Problem statement: Every entry that follows is to be duplicated exactly.

Stored items:
+---+

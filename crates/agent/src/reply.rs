use serde::{Deserialize, Serialize};

use advocado_core::domain::contact::ContactField;
use advocado_core::flows::{FlowAction, FlowContext};
use advocado_core::policy::Persona;

#[derive(Clone, Copy, Debug, PartialEq, Eq, Serialize, Deserialize)]
#[serde(rename_all = "snake_case")]
pub enum ReplyStatus {
    Answered,
    Unavailable,
    Collecting,
    Sent,
    SendFailed,
    Declined,
    Cancelled,
    /// Transient failure; the session did not move and the visitor may ask again.
    Retryable,
}

/// Fixed wording for every contact-flow action.
#[derive(Clone, Debug)]
pub struct ReplyRenderer {
    recipient: String,
    site_url: String,
}

impl ReplyRenderer {
    pub fn new(persona: &Persona) -> Self {
        Self { recipient: persona.short_name.clone(), site_url: persona.site_url.clone() }
    }

    pub fn render(&self, action: &FlowAction, context: &FlowContext) -> Option<String> {
        let recipient = &self.recipient;
        let message = match action {
            FlowAction::AnswerFromContext | FlowAction::DispatchEmail(_) => return None,
            FlowAction::AnnounceContactWorkflow => format!(
                "I can help you get in touch with {recipient}. I'll ask for your name, email address, \
                 a subject and your message, one at a time, and check each with you before sending."
            ),
            FlowAction::PromptForField { field, cached: Some(value) } => {
                format!("I have your {} as \"{value}\". Is that correct?", field.label())
            }
            FlowAction::PromptForField { field, cached: None } => self.prompt(*field),
            FlowAction::RequestConfirmation { field, value } => {
                format!("Just to confirm, your {} is \"{value}\"?", field.label())
            }
            FlowAction::ReportInvalidField { reason, .. } => {
                format!("{}.", capitalize(reason.trim_end_matches('.')))
            }
            FlowAction::ConfirmDelivery => format!(
                "Your message has been sent to {recipient}. Thank you for reaching out!"
            ),
            FlowAction::ReportSendFailure { retry_available: true } => {
                "Sorry, the email could not be sent. Would you like me to try once more?".to_string()
            }
            FlowAction::ReportSendFailure { retry_available: false } => format!(
                "Sorry, the email still could not be sent. Please try again later or reach {recipient} \
                 through {}.",
                self.site_url
            ),
            FlowAction::AskToRetry => {
                "Should I try sending your email once more? Reply yes to retry or no to stop.".to_string()
            }
            FlowAction::AbandonSend => format!(
                "Okay, I won't try again and I've discarded your contact details. You can reach \
                 {recipient} through {}.",
                self.site_url
            ),
            FlowAction::DeclineRepeatContact if context.email_sent => format!(
                "A message has already been sent to {recipient} in this conversation, and only one \
                 email can be sent per conversation. I'm happy to keep answering questions about {recipient}."
            ),
            FlowAction::DeclineRepeatContact => format!(
                "I can't send another email in this conversation. Please reach {recipient} through {}.",
                self.site_url
            ),
            FlowAction::AcknowledgeCancellation => format!(
                "No problem, I've discarded those contact details. What else would you like to know \
                 about {recipient}?"
            ),
        };
        Some(message)
    }

    fn prompt(&self, field: ContactField) -> String {
        match field {
            ContactField::FullName => "What is your full name?".to_string(),
            ContactField::EmailAddress => "What email address should the reply go to?".to_string(),
            ContactField::Subject => "What should the subject of the email be?".to_string(),
            ContactField::Message => {
                format!("What message would you like to send to {}?", self.recipient)
            }
        }
    }
}

fn capitalize(text: &str) -> String {
    let mut chars = text.chars();
    match chars.next() {
        Some(first) => first.to_uppercase().chain(chars).collect(),
        None => String::new(),
    }
}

+---+

Answer space:
filename crates/agent/src/reply.rs
use serde::{Deserialize, Serialize};

use advocado_core::domain::contact::ContactField;
use advocado_core::flows::{FlowAction, FlowContext};
use advocado_core::policy::Persona;

#[derive(Clone, Copy, Debug, PartialEq, Eq, Serialize, Deserialize)]
#[serde(rename_all = "snake_case")]
pub enum ReplyStatus {
    Answered,
    Unavailable,
    Collecting,
    Sent,
    SendFailed,
    Declined,
    Cancelled,
    /// Transient failure; the session did not move and the visitor may ask again.
    Retryable,
}

/// Fixed wording for every contact-flow action.
#[derive(Clone, Debug)]
pub struct ReplyRenderer {
    recipient: String,
    site_url: String,
}

impl ReplyRenderer {
    pub fn new(persona: &Persona) -> Self {
        Self { recipient: persona.short_name.clone(), site_url: persona.site_url.clone() }
    }

    pub fn render(&self, action: &FlowAction, context: &FlowContext) -> Option<String> {
        let recipient = &self.recipient;
        let message = match action {
            FlowAction::AnswerFromContext | FlowAction::DispatchEmail(_) => return None,
            FlowAction::AnnounceContactWorkflow => format!(
                "I can help you get in touch with {recipient}. I'll ask for your name, email address, \
                 a subject and your message, one at a time, and check each with you before sending."
            ),
            FlowAction::PromptForField { field, cached: Some(value) } => {
                format!("I have your {} as \"{value}\". Is that correct?", field.label())
            }
            FlowAction::PromptForField { field, cached: None } => self.prompt(*field),
            FlowAction::RequestConfirmation { field, value } => {
                format!("Just to confirm, your {} is \"{value}\"?", field.label())
            }
            FlowAction::ReportInvalidField { reason, .. } => {
                format!("{}.", capitalize(reason.trim_end_matches('.')))
            }
            FlowAction::ConfirmDelivery => format!(
                "Your message has been sent to {recipient}. Thank you for reaching out!"
            ),
            FlowAction::ReportSendFailure { retry_available: true } => {
                "Sorry, the email could not be sent. Would you like me to try once more?".to_string()
            }
            FlowAction::ReportSendFailure { retry_available: false } => format!(
                "Sorry, the email still could not be sent. Please try again later or reach {recipient} \
                 through {}.",
                self.site_url
            ),
            FlowAction::AskToRetry => {
                "Should I try sending your email once more? Reply yes to retry or no to stop.".to_string()
            }
            FlowAction::AbandonSend => format!(
                "Okay, I won't try again and I've discarded your contact details. You can reach \
                 {recipient} through {}.",
                self.site_url
            ),
            FlowAction::DeclineRepeatContact if context.email_sent => format!(
                "A message has already been sent to {recipient} in this conversation, and only one \
                 email can be sent per conversation. I'm happy to keep answering questions about {recipient}."
            ),
            FlowAction::DeclineRepeatContact => format!(
                "I can't send another email in this conversation. Please reach {recipient} through {}.",
                self.site_url
            ),
            FlowAction::AcknowledgeCancellation => format!(
                "No problem, I've discarded those contact details. What else would you like to know \
                 about {recipient}?"
            ),
        };
        Some(message)
    }

    fn prompt(&self, field: ContactField) -> String {
        match field {
            ContactField::FullName => "What is your full name?".to_string(),
            ContactField::EmailAddress => "What email address should the reply go to?".to_string(),
            ContactField::Subject => "What should the subject of the email be?".to_string(),
            ContactField::Message => {
                format!("What message would you like to send to {}?", self.recipient)
            }
        }
    }
}

fn capitalize(text: &str) -> String {
    let mut chars = text.chars();
    match chars.next() {
        Some(first) => first.to_uppercase().chain(chars).collect(),
        None => String::new(),
    }
}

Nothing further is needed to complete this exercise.